# Exercise instructions
What is needed is an exact copy of all the records.

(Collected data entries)
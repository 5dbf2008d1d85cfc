//! Assertion-framework checker contract.
//!
//! Assertion frameworks consume checkers as named plugins: a checker exposes
//! its name and the ordered names of its parameters, and decides a parameter
//! list in one call. The explanation string is empty on a clean comparison;
//! a non-empty explanation means the comparison could not be performed and
//! the verdict is not a statement about the values.

use tolerant_equal::Value;

use crate::checker::TolerantChecker;

/// Identity of a checker as presented to an assertion framework.
#[derive(Debug, Clone, PartialEq, Eq)]
pub struct CheckerInfo {
    pub name: &'static str,
    pub params: &'static [&'static str],
}

/// A named assertion checker over captured values.
pub trait Checker {
    fn info(&self) -> &CheckerInfo;

    /// Decides the parameter list, returning the verdict and an optional
    /// explanation.
    fn check(&self, params: &[Value]) -> (bool, String);
}

static TOLERANT_DEEP_EQUALS_INFO: CheckerInfo = CheckerInfo {
    name: "TolerantDeepEquals",
    params: &["obtained", "expected"],
};

impl Checker for TolerantChecker {
    fn info(&self) -> &CheckerInfo {
        &TOLERANT_DEEP_EQUALS_INFO
    }

    fn check(&self, params: &[Value]) -> (bool, String) {
        match params {
            [obtained, expected] => (self.deep_equal(obtained, expected), String::new()),
            _ => (
                false,
                format!(
                    "TolerantDeepEquals takes 2 parameters, got {}",
                    params.len()
                ),
            ),
        }
    }
}
//! tolerant-equal - Deep structural equality with per-type equivalence overrides.
//!
//! Provides [`DeepEqual`], a recursive comparator over the dynamic [`Value`]
//! tree. Before recursing structurally, the comparator consults a registry of
//! equivalence functions keyed by [`TypeTag`]; a registered function decides
//! equality for its type outright, which is how tolerant comparisons (float
//! epsilon, time bucketing) plug into an otherwise exact deep equality.
//!
//! Arbitrary Rust data enters the engine through [`to_value`], a
//! `serde::Serializer` that captures any `Serialize` type as a [`Value`].

mod capture;
mod deep_equal;
mod value;

pub use capture::{to_value, CaptureError, Timestamp};
pub use deep_equal::{DeepEqual, Equivalence};
pub use value::{TypeTag, Value};
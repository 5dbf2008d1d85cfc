//! Dynamic value tree and runtime type identity.

use std::collections::BTreeMap;

use chrono::{DateTime, Utc};

/// A type-tagged dynamic value.
///
/// Every comparable datum is expressed as one of these variants. The tree is
/// fully owned, so cycles cannot be expressed and recursion over it always
/// terminates.
#[derive(Debug, Clone, PartialEq)]
pub enum Value {
    /// The absent state of an optional value. Two absent values are equal;
    /// absent never equals any present value.
    Absent,
    Bool(bool),
    Int(i64),
    UInt(u64),
    F32(f32),
    F64(f64),
    Str(String),
    Bytes(Vec<u8>),
    /// A timestamp leaf, compared as an exact instant unless a time override
    /// is registered.
    Time(DateTime<Utc>),
    /// Ordered sequence. Order matters.
    Seq(Vec<Value>),
    /// Key-value mapping. Keys are exact strings; registered overrides apply
    /// to values only, never to keys.
    Map(BTreeMap<String, Value>),
    /// Aggregate with a nominal type name and named fields. Records with
    /// different names have different runtime types.
    Record {
        name: String,
        fields: Vec<(String, Value)>,
    },
}

/// Stable runtime type identity of a [`Value`], used as the override
/// registry key.
///
/// `Value::Absent` carries no tag: absence is resolved by the engine before
/// override dispatch, so equivalence functions never see it.
#[derive(Debug, Clone, PartialEq, Eq, Hash)]
pub enum TypeTag {
    Bool,
    Int,
    UInt,
    F32,
    F64,
    Str,
    Bytes,
    Time,
    Seq,
    Map,
    Record(String),
}

impl Value {
    /// Runtime type identity, `None` for [`Value::Absent`].
    pub fn type_tag(&self) -> Option<TypeTag> {
        match self {
            Value::Absent => None,
            Value::Bool(_) => Some(TypeTag::Bool),
            Value::Int(_) => Some(TypeTag::Int),
            Value::UInt(_) => Some(TypeTag::UInt),
            Value::F32(_) => Some(TypeTag::F32),
            Value::F64(_) => Some(TypeTag::F64),
            Value::Str(_) => Some(TypeTag::Str),
            Value::Bytes(_) => Some(TypeTag::Bytes),
            Value::Time(_) => Some(TypeTag::Time),
            Value::Seq(_) => Some(TypeTag::Seq),
            Value::Map(_) => Some(TypeTag::Map),
            Value::Record { name, .. } => Some(TypeTag::Record(name.clone())),
        }
    }

    pub fn is_absent(&self) -> bool {
        matches!(self, Value::Absent)
    }

    /// Human-readable kind name, for diagnostics.
    pub fn kind(&self) -> &'static str {
        match self {
            Value::Absent => "absent",
            Value::Bool(_) => "bool",
            Value::Int(_) => "int",
            Value::UInt(_) => "uint",
            Value::F32(_) => "f32",
            Value::F64(_) => "f64",
            Value::Str(_) => "string",
            Value::Bytes(_) => "bytes",
            Value::Time(_) => "time",
            Value::Seq(_) => "sequence",
            Value::Map(_) => "map",
            Value::Record { .. } => "record",
        }
    }

    /// Builds a record value from a type name and named fields.
    pub fn record<N, K, F>(name: N, fields: F) -> Value
    where
        N: Into<String>,
        K: Into<String>,
        F: IntoIterator<Item = (K, Value)>,
    {
        Value::Record {
            name: name.into(),
            fields: fields
                .into_iter()
                .map(|(field, value)| (field.into(), value))
                .collect(),
        }
    }
}

impl From<bool> for Value {
    fn from(v: bool) -> Value {
        Value::Bool(v)
    }
}

impl From<i32> for Value {
    fn from(v: i32) -> Value {
        Value::Int(i64::from(v))
    }
}

impl From<i64> for Value {
    fn from(v: i64) -> Value {
        Value::Int(v)
    }
}

impl From<u32> for Value {
    fn from(v: u32) -> Value {
        Value::UInt(u64::from(v))
    }
}

impl From<u64> for Value {
    fn from(v: u64) -> Value {
        Value::UInt(v)
    }
}

impl From<f32> for Value {
    fn from(v: f32) -> Value {
        Value::F32(v)
    }
}

impl From<f64> for Value {
    fn from(v: f64) -> Value {
        Value::F64(v)
    }
}

impl From<&str> for Value {
    fn from(v: &str) -> Value {
        Value::Str(v.to_string())
    }
}

impl From<String> for Value {
    fn from(v: String) -> Value {
        Value::Str(v)
    }
}

impl From<DateTime<Utc>> for Value {
    fn from(v: DateTime<Utc>) -> Value {
        Value::Time(v)
    }
}

impl From<Vec<Value>> for Value {
    fn from(v: Vec<Value>) -> Value {
        Value::Seq(v)
    }
}

impl From<BTreeMap<String, Value>> for Value {
    fn from(v: BTreeMap<String, Value>) -> Value {
        Value::Map(v)
    }
}

impl<T: Into<Value>> From<Option<T>> for Value {
    fn from(v: Option<T>) -> Value {
        match v {
            Some(inner) => inner.into(),
            None => Value::Absent,
        }
    }
}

# Solution to the exercise
repository 5dbf2008d1d85cfc
//! Assertion-framework checker contract.
//!
//! Assertion frameworks consume checkers as named plugins: a checker exposes
//! its name and the ordered names of its parameters, and decides a parameter
//! list in one call. The explanation string is empty on a clean comparison;
//! a non-empty explanation means the comparison could not be performed and
//! the verdict is not a statement about the values.

use tolerant_equal::Value;

use crate::checker::TolerantChecker;

/// Identity of a checker as presented to an assertion framework.
#[derive(Debug, Clone, PartialEq, Eq)]
pub struct CheckerInfo {
    pub name: &'static str,
    pub params: &'static [&'static str],
}

/// A named assertion checker over captured values.
pub trait Checker {
    fn info(&self) -> &CheckerInfo;

    /// Decides the parameter list, returning the verdict and an optional
    /// explanation.
    fn check(&self, params: &[Value]) -> (bool, String);
}

static TOLERANT_DEEP_EQUALS_INFO: CheckerInfo = CheckerInfo {
    name: "TolerantDeepEquals",
    params: &["obtained", "expected"],
};

impl Checker for TolerantChecker {
    fn info(&self) -> &CheckerInfo {
        &TOLERANT_DEEP_EQUALS_INFO
    }

    fn check(&self, params: &[Value]) -> (bool, String) {
        match params {
            [obtained, expected] => (self.deep_equal(obtained, expected), String::new()),
            _ => (
                false,
                format!(
                    "TolerantDeepEquals takes 2 parameters, got {}",
                    params.len()
                ),
            ),
        }
    }
}
//! tolerant-equal - Deep structural equality with per-type equivalence overrides.
//!
//! Provides [`DeepEqual`], a recursive comparator over the dynamic [`Value`]
//! tree. Before recursing structurally, the comparator consults a registry of
//! equivalence functions keyed by [`TypeTag`]; a registered function decides
//! equality for its type outright, which is how tolerant comparisons (float
//! epsilon, time bucketing) plug into an otherwise exact deep equality.
//!
//! Arbitrary Rust data enters the engine through [`to_value`], a
//! `serde::Serializer` that captures any `Serialize` type as a [`Value`].

mod capture;
mod deep_equal;
mod value;

pub use capture::{to_value, CaptureError, Timestamp};
pub use deep_equal::{DeepEqual, Equivalence};
pub use value::{TypeTag, Value};
repository 5dbf2008d1d85cfc
//! Dynamic value tree and runtime type identity.

use std::collections::BTreeMap;

use chrono::{DateTime, Utc};

/// A type-tagged dynamic value.
///
/// Every comparable datum is expressed as one of these variants. The tree is
/// fully owned, so cycles cannot be expressed and recursion over it always
/// terminates.
#[derive(Debug, Clone, PartialEq)]
pub enum Value {
    /// The absent state of an optional value. Two absent values are equal;
    /// absent never equals any present value.
    Absent,
    Bool(bool),
    Int(i64),
    UInt(u64),
    F32(f32),
    F64(f64),
    Str(String),
    Bytes(Vec<u8>),
    /// A timestamp leaf, compared as an exact instant unless a time override
    /// is registered.
    Time(DateTime<Utc>),
    /// Ordered sequence. Order matters.
    Seq(Vec<Value>),
    /// Key-value mapping. Keys are exact strings; registered overrides apply
    /// to values only, never to keys.
    Map(BTreeMap<String, Value>),
    /// Aggregate with a nominal type name and named fields. Records with
    /// different names have different runtime types.
    Record {
        name: String,
        fields: Vec<(String, Value)>,
    },
}

/// Stable runtime type identity of a [`Value`], used as the override
/// registry key.
///
/// `Value::Absent` carries no tag: absence is resolved by the engine before
/// override dispatch, so equivalence functions never see it.
#[derive(Debug, Clone, PartialEq, Eq, Hash)]
pub enum TypeTag {
    Bool,
    Int,
    UInt,
    F32,
    F64,
    Str,
    Bytes,
    Time,
    Seq,
    Map,
    Record(String),
}

impl Value {
    /// Runtime type identity, `None` for [`Value::Absent`].
    pub fn type_tag(&self) -> Option<TypeTag> {
        match self {
            Value::Absent => None,
            Value::Bool(_) => Some(TypeTag::Bool),
            Value::Int(_) => Some(TypeTag::Int),
            Value::UInt(_) => Some(TypeTag::UInt),
            Value::F32(_) => Some(TypeTag::F32),
            Value::F64(_) => Some(TypeTag::F64),
            Value::Str(_) => Some(TypeTag::Str),
            Value::Bytes(_) => Some(TypeTag::Bytes),
            Value::Time(_) => Some(TypeTag::Time),
            Value::Seq(_) => Some(TypeTag::Seq),
            Value::Map(_) => Some(TypeTag::Map),
            Value::Record { name, .. } => Some(TypeTag::Record(name.clone())),
        }
    }

    pub fn is_absent(&self) -> bool {
        matches!(self, Value::Absent)
    }

    /// Human-readable kind name, for diagnostics.
    pub fn kind(&self) -> &'static str {
        match self {
            Value::Absent => "absent",
            Value::Bool(_) => "bool",
            Value::Int(_) => "int",
            Value::UInt(_) => "uint",
            Value::F32(_) => "f32",
            Value::F64(_) => "f64",
            Value::Str(_) => "string",
            Value::Bytes(_) => "bytes",
            Value::Time(_) => "time",
            Value::Seq(_) => "sequence",
            Value::Map(_) => "map",
            Value::Record { .. } => "record",
        }
    }

    /// Builds a record value from a type name and named fields.
    pub fn record<N, K, F>(name: N, fields: F) -> Value
    where
        N: Into<String>,
        K: Into<String>,
        F: IntoIterator<Item = (K, Value)>,
    {
        Value::Record {
            name: name.into(),
            fields: fields
                .into_iter()
                .map(|(field, value)| (field.into(), value))
                .collect(),
        }
    }
}

impl From<bool> for Value {
    fn from(v: bool) -> Value {
        Value::Bool(v)
    }
}

impl From<i32> for Value {
    fn from(v: i32) -> Value {
        Value::Int(i64::from(v))
    }
}

impl From<i64> for Value {
    fn from(v: i64) -> Value {
        Value::Int(v)
    }
}

impl From<u32> for Value {
    fn from(v: u32) -> Value {
        Value::UInt(u64::from(v))
    }
}

impl From<u64> for Value {
    fn from(v: u64) -> Value {
        Value::UInt(v)
    }
}

impl From<f32> for Value {
    fn from(v: f32) -> Value {
        Value::F32(v)
    }
}

impl From<f64> for Value {
    fn from(v: f64) -> Value {
        Value::F64(v)
    }
}

impl From<&str> for Value {
    fn from(v: &str) -> Value {
        Value::Str(v.to_string())
    }
}

impl From<String> for Value {
    fn from(v: String) -> Value {
        Value::Str(v)
    }
}

impl From<DateTime<Utc>> for Value {
    fn from(v: DateTime<Utc>) -> Value {
        Value::Time(v)
    }
}

impl From<Vec<Value>> for Value {
    fn from(v: Vec<Value>) -> Value {
        Value::Seq(v)
    }
}

impl From<BTreeMap<String, Value>> for Value {
    fn from(v: BTreeMap<String, Value>) -> Value {
        Value::Map(v)
    }
}

impl<T: Into<Value>> From<Option<T>> for Value {
    fn from(v: Option<T>) -> Value {
        match v {
            Some(inner) => inner.into(),
            None => Value::Absent,
        }
    }
}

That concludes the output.